The sole document of his father’s that Blair retains is his own adoption certificate. Orwell was desperate, perhaps manically so, to emphasise his connection with his longed-for son. He burnt out the section of the certificate containing the name of Richard's birth parents, Robinson, with a lit cigarette end. It was his symbolic confirmation that the boy was his — a literal baptism of fire. Orwell refused to countenance that Richard was not fully, biologically, his own; so the sojourn on Jura (Orwell had mentioned to friends the possibility of staying permanently) was to be a crucible of their luckless, sporadic relationship.

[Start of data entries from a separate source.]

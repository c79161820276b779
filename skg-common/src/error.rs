use std::sync::Arc;

use thiserror::Error;

#[derive(Error, Debug, Clone)]
pub enum SkgError {
    #[error("I/O Error: {0}")]
    Io(#[from] Arc<std::io::Error>),

    #[error("HTTP Request Error: {0}")]
    Http(#[from] Arc<reqwest::Error>),

    #[error("JSON Error: {0}")]
    Json(#[from] Arc<serde_json::Error>),

    #[error("Configuration Error: {0}")]
    Config(String),

    #[error("Cache Error: {0}")]
    Cache(String),

    #[error("DownloadError: Failed to download '{0}' from '{1}': {2}")]
    DownloadError(String, String, String),

    #[error("Checksum Mismatch: {0}")]
    ChecksumMismatch(String),

    #[error("Validation Error: {0}")]
    ValidationError(String),

    #[error("Extraction Error: {0}")]
    ExtractionError(String),

    #[error("Parsing Error in {0}: {1}")]
    ParseError(&'static str, String),

    #[error("Generic Error: {0}")]
    Generic(String),
}

impl From<std::io::Error> for SkgError {
    fn from(err: std::io::Error) -> Self {
        SkgError::Io(Arc::new(err))
    }
}

impl From<reqwest::Error> for SkgError {
    fn from(err: reqwest::Error) -> Self {
        SkgError::Http(Arc::new(err))
    }
}

impl From<serde_json::Error> for SkgError {
    fn from(err: serde_json::Error) -> Self {
        SkgError::Json(Arc::new(err))
    }
}

pub type Result<T> = std::result::Result<T, SkgError>;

It didn’t work out that way in the long run, of course. In the longer run, we can’t help wondering what Orwell would make of the news that Blair has recently been researching his birth parents, partly from curiosity, partly to keep his sons informed about any latent health issues. We can almost hear the furious, ghostly clacking of Orwell’s trusty Remington, the indignation of the genius who prized fatherhood above all.
“Orwell isn’t my father,” says Blair. “Eric Blair was my father. But Mr Orwell has been good to us. He gave me the fascinating privilege of managing his estate. He gave my sons their inheritance. He gave my family Jura. The difference is that when we see the place now, it’s usually from the boat, with a gin and tonic.”